Within the material below, find each line bearing the word "failed" and present it.

________________________

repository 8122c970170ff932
//! # Token Backend Client Library
//!
//! Provides the client-side pieces for talking to the token backend over
//! JSON:API: the Token resource model, the capability contract of a
//! JSON:API client, and a factory wiring a client to the configured
//! backend endpoint.
//!
//! Modules:
//! - `config` — backend endpoint settings
//! - `models` — JSON:API resource models (Token)
//! - `client` — client capability contract, request descriptor, factory
//!
//! This crate is a consumer of the client contract, not its implementer:
//! request execution, response parsing, retries and pagination live in
//! whatever transport implements [`client::JsonApiClient`].

pub mod client;
pub mod config;
pub mod models;
pub mod utils;

pub use crate::client::factory::{api_client, api_client_with};
pub use crate::client::{ApiClientRequest, JsonApiClient, JsonApiResource};
pub use crate::models::token::Token;
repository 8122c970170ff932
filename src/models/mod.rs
pub mod token;

pub use token::Token;
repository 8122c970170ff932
use serde::{Deserialize, Serialize};

use crate::client::resource::JsonApiResource;

/// Login credential submission, POSTed to the backend's `tokens` collection.
///
/// A passive value object: created right before a request, discarded after.
/// Credentials are stored verbatim with no validation or normalization.
#[derive(Debug, Clone, Default, PartialEq, Eq, Deserialize, Serialize)]
pub struct Token {
    // Never assigned; create-only, but JSON:API still addresses resources by id.
    pub id: String,
    pub email: Option<String>,
    pub password: Option<String>,
}

impl Token {
    pub fn new(email: Option<String>, password: Option<String>) -> Self {
        Self {
            id: String::new(),
            email,
            password,
        }
    }
}

impl JsonApiResource for Token {
    const TYPE: &'static str = "tokens";

    fn resource_id(&self) -> &str {
        &self.id
    }
}
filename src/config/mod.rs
pub mod settings;

pub use settings::Settings;
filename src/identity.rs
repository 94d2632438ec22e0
//! Identity normalization and reconciliation against storage.

use serde_json::Value;

use crate::callbacks::AuthEvent;
use crate::config::AuthOptions;
use crate::error::Error;
use crate::provider::OAuthProvider;
use crate::types::{Account, NewUser, Profile, TokenSet, User};

/// Applies the provider's profile mapping. An empty id is rejected.
///
/// # Errors
///
/// Returns [`Error::OAuthCallback`] when the mapping fails or yields no id.
pub fn normalize_profile(
    provider: &OAuthProvider,
    raw: &Value,
    tokens: &TokenSet,
) -> Result<Profile, Error> {
    let profile = (provider.profile)(raw, tokens)?;
    if profile.id.trim().is_empty() {
        return Err(Error::OAuthCallback {
            operation: "profile mapping",
            status: None,
            detail: format!("provider '{}' returned an empty account id", provider.id),
        });
    }
    Ok(profile)
}

/// User to sign in as, after reconciling the provider account with storage.
#[derive(Debug, Clone)]
pub struct Reconciled {
    pub user: User,
    pub account: Account,
    pub is_new_user: bool,
}

/// Resolves which user a provider account belongs to, creating and linking
/// as needed.
///
/// Without an adapter the profile becomes the user directly.
///
/// # Errors
///
/// - [`Error::AccountNotLinked`] if the account belongs to a different user
///   than the one signed in, or if its email collides with an existing user
///   and the provider does not allow email linking.
/// - [`Error::Adapter`] if storage fails.
pub async fn reconcile(
    options: &AuthOptions,
    provider: &OAuthProvider,
    profile: &Profile,
    mut account: Account,
    current_user: Option<&User>,
) -> Result<Reconciled, Error> {
    let Some(adapter) = &options.adapter else {
        return Ok(Reconciled {
            user: User::from_profile(profile),
            account,
            is_new_user: false,
        });
    };

    if let Some(linked) = adapter
        .get_user_by_account(&account.provider, &account.provider_account_id)
        .await?
    {
        if let Some(current) = current_user
            && current.id != linked.id
        {
            tracing::warn!(provider = %account.provider, "Account is linked to another user");
            return Err(Error::AccountNotLinked);
        }
        account.user_id = Some(linked.id.clone());
        return Ok(Reconciled {
            user: linked,
            account,
            is_new_user: false,
        });
    }

    if let Some(current) = current_user {
        link(options, current, &mut account).await?;
        return Ok(Reconciled {
            user: current.clone(),
            account,
            is_new_user: false,
        });
    }

    if let Some(email) = &profile.email
        && let Some(existing) = adapter.get_user_by_email(email).await?
    {
        if !provider.allow_dangerous_email_account_linking {
            tracing::warn!(
                provider = %account.provider,
                "Email belongs to an existing user; refusing to link automatically"
            );
            return Err(Error::AccountNotLinked);
        }
        link(options, &existing, &mut account).await?;
        return Ok(Reconciled {
            user: existing,
            account,
            is_new_user: false,
        });
    }

    let user = adapter.create_user(NewUser::from(profile)).await?;
    options.events.emit(&AuthEvent::CreateUser(&user));
    link(options, &user, &mut account).await?;
    tracing::info!(provider = %account.provider, user_id = %user.id, "Created user");

    Ok(Reconciled {
        user,
        account,
        is_new_user: true,
    })
}

async fn link(options: &AuthOptions, user: &User, account: &mut Account) -> Result<(), Error> {
    let adapter = options.adapter()?;
    account.user_id = Some(user.id.clone());
    adapter.link_account(account.clone()).await?;
    options.events.emit(&AuthEvent::LinkAccount {
        user,
        account: &*account,
    });
    Ok(())
}
use axum::Json;
use axum::http::StatusCode;
use axum::response::{IntoResponse, Response};
use serde_json::json;

/// Rejection of the [`AuthSession`](super::AuthSession) extractor.
#[derive(Debug, thiserror::Error)]
pub enum AuthRejection {
    /// No session cookie.
    #[error("Not authenticated")]
    Unauthenticated,

    /// A session cookie was sent but is invalid or past its expiry.
    #[error("Session expired")]
    SessionExpired,

    /// Session lookup failed (storage error or timeout).
    #[error(transparent)]
    Internal(#[from] crate::error::Error),
}

impl IntoResponse for AuthRejection {
    fn into_response(self) -> Response {
        match self {
            Self::Unauthenticated | Self::SessionExpired => (
                StatusCode::UNAUTHORIZED,
                Json(json!({ "error": self.to_string() })),
            )
                .into_response(),
            Self::Internal(ref e) => {
                tracing::error!(error = %e, "Session lookup failed");
                (
                    StatusCode::INTERNAL_SERVER_ERROR,
                    Json(json!({ "error": e.code().to_string() })),
                )
                    .into_response()
            }
        }
    }
}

________________________

> **Solution to the exercise**:
    /// Session lookup failed (storage error or timeout).
                tracing::error!(error = %e, "Session lookup failed");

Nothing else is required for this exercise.